A PCR é uma reação catalisada pela DNA Polimerase, que permite amplificar seletivamente uma sequência específica de DNA.

Componentes Essenciais da Reação de PCR:

• Primers (Iniciadores): Dois oligonucleotídeos selecionados para flanquear a sequência que se deseja amplificar, sendo específicos para a região desejada.
• DNA Molde: Proveniente de várias fontes (ex: mucosa bucal, cabelos, unhas, etc.).
• 4 Nucleosídeos Trifosfatados (dNTPs): Adenina (A), Timina (T), Guanina (G), Citosina (C).
• Solução Tampão: Essencial para o funcionamento adequado da DNA polimerase.
• DNA Polimerase: Enzima termoestável (ex: Taq polimerase, isolada de organismos termofílicos), crucial porque durante a reação de PCR é exposta a temperaturas elevadas por um período considerável, o que poderia desnaturar enzimas não termoestáveis.

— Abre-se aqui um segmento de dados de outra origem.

//! Media types for `Accept`

pub const COMMON: &[&str] = &[
    "text/html", "application/xhtml+xml", "application/xml", "application/json",
    "text/plain", "text/css", "text/javascript", "application/javascript", "image/avif",
    "image/webp", "image/apng", "image/png", "image/jpeg", "image/gif", "image/svg+xml",
    "application/signed-exchange", "application/octet-stream", "text/*", "image/*",
    "application/*",
];

pub const ALL: &[&str] = &[
    // text
    "text/html", "text/plain", "text/css", "text/csv", "text/javascript", "text/markdown",
    "text/xml", "text/calendar", "text/vcard", "text/rtf", "text/tab-separated-values",
    "text/event-stream", "text/vtt", "text/*",
    // application
    "application/xhtml+xml", "application/xml", "application/json", "application/ld+json",
    "application/javascript", "application/ecmascript", "application/pdf", "application/zip",
    "application/gzip", "application/x-tar", "application/x-7z-compressed",
    "application/x-rar-compressed", "application/x-bzip2", "application/octet-stream",
    "application/rtf", "application/msword",
    "application/vnd.openxmlformats-officedocument.wordprocessingml.document",
    "application/vnd.ms-excel",
    "application/vnd.openxmlformats-officedocument.spreadsheetml.sheet",
    "application/vnd.ms-powerpoint",
    "application/vnd.openxmlformats-officedocument.presentationml.presentation",
    "application/vnd.oasis.opendocument.text", "application/vnd.oasis.opendocument.spreadsheet",
    "application/vnd.oasis.opendocument.presentation", "application/epub+zip",
    "application/rss+xml", "application/atom+xml", "application/soap+xml",
    "application/x-www-form-urlencoded", "application/graphql", "application/wasm",
    "application/manifest+json", "application/problem+json", "application/x-shockwave-flash",
    "application/java-archive", "application/x-sh", "application/x-httpd-php",
    "application/vnd.api+json", "application/signed-exchange", "application/*",
    // image
    "image/avif", "image/webp", "image/apng", "image/png", "image/jpeg", "image/gif",
    "image/svg+xml", "image/bmp", "image/tiff", "image/x-icon", "image/vnd.microsoft.icon",
    "image/heic", "image/heif", "image/jxl", "image/*",
    // audio
    "audio/mpeg", "audio/ogg", "audio/wav", "audio/webm", "audio/aac", "audio/flac",
    "audio/midi", "audio/x-midi", "audio/opus", "audio/3gpp", "audio/*",
    // video
    "video/mp4", "video/mpeg", "video/ogg", "video/webm", "video/quicktime", "video/x-msvideo",
    "video/3gpp", "video/mp2t", "video/*",
    // font
    "font/woff", "font/woff2", "font/ttf", "font/otf", "font/collection",
    // multipart
    "multipart/form-data", "multipart/mixed", "multipart/alternative", "multipart/related",
    "multipart/byteranges",
    // model
    "model/gltf+json", "model/gltf-binary", "model/obj", "model/stl",
];
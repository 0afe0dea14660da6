//! `Accept-Charset` header generation

use super::{
    calculate_num_choices, finish, random_quality_values, synthesize, LengthOptions, Variant,
};
use crate::catalog::{self, Family, Subset};
use crate::quality::QualityValue;
use rand::Rng;

/// Charsets every realistic `Accept-Charset` carries, unweighted
pub const CHARSET_BASELINE: &[&str] = &["utf-8", "ascii"];

/// Generate an `Accept-Charset` value that always accepts `utf-8` and `ascii`.
///
/// The length options bound the random supplement drawn on top of the baseline, and the
/// supplement never repeats a baseline charset.
pub fn generate_realistic_accept_charset<R: Rng + ?Sized>(
    rng: &mut R,
    options: &LengthOptions,
) -> String {
    let supplement: Vec<&str> = catalog::tokens(Family::Charset, Subset::Common)
        .iter()
        .copied()
        .filter(|charset| !CHARSET_BASELINE.contains(charset))
        .collect();
    let count = calculate_num_choices(rng, supplement.len(), options);

    let mut values: Vec<QualityValue> =
        CHARSET_BASELINE.iter().map(|c| QualityValue::new(*c)).collect();
    values.extend(random_quality_values(
        rng,
        &supplement,
        count,
        Variant::Realistic.quality_range(),
    ));

    finish(rng, Family::Charset, values).to_string()
}

/// Generate an `Accept-Charset` value from the full charset registry
pub fn generate_accept_charset<R: Rng + ?Sized>(rng: &mut R, options: &LengthOptions) -> String {
    synthesize(rng, Family::Charset, Variant::Full, options).to_string()
}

Fases de Cada Ciclo de PCR:

Cada ciclo compreende três fases principais:

1. Desnaturação: Separação das cadeias de DNA pelo calor (geralmente a 94-98ºC).
2. Emparelhamento (Annealing): Ocorre entre 45ºC e 72ºC, onde os primers se ligam às cadeias molde.
3. Elongação (Extensão): A 72ºC, a Taq polimerase sintetiza novas cadeias de DNA. No final de cada ciclo, obtêm-se 2 cópias do DNA desejado, resultando numa amplificação exponencial!

Variações da PCR:

• RT-PCR (PCR com Transcriptase Reversa): Utiliza a enzima transcriptase reversa para converter RNA em cDNA, permitindo o estudo de vírus e expressão génica.
• Nested PCR: Emprega uma segunda fase de primers internos aos utilizados inicialmente, aumentando a sensibilidade e especificidade do método.

Alu-TPA-25: Um Elemento Genético Móvel

O Alu-TPA-25 é um SINE (Short Interspersed Element), ou seja, um elemento genético móvel. A sua sequência é extremamente semelhante ao RNA 7S, que faz parte da partícula de reconhecimento de sinal (SRP) presente no citoplasma, facilitando o movimento de um polipéptido recém-sintetizado através da membrana do retículo endoplasmático.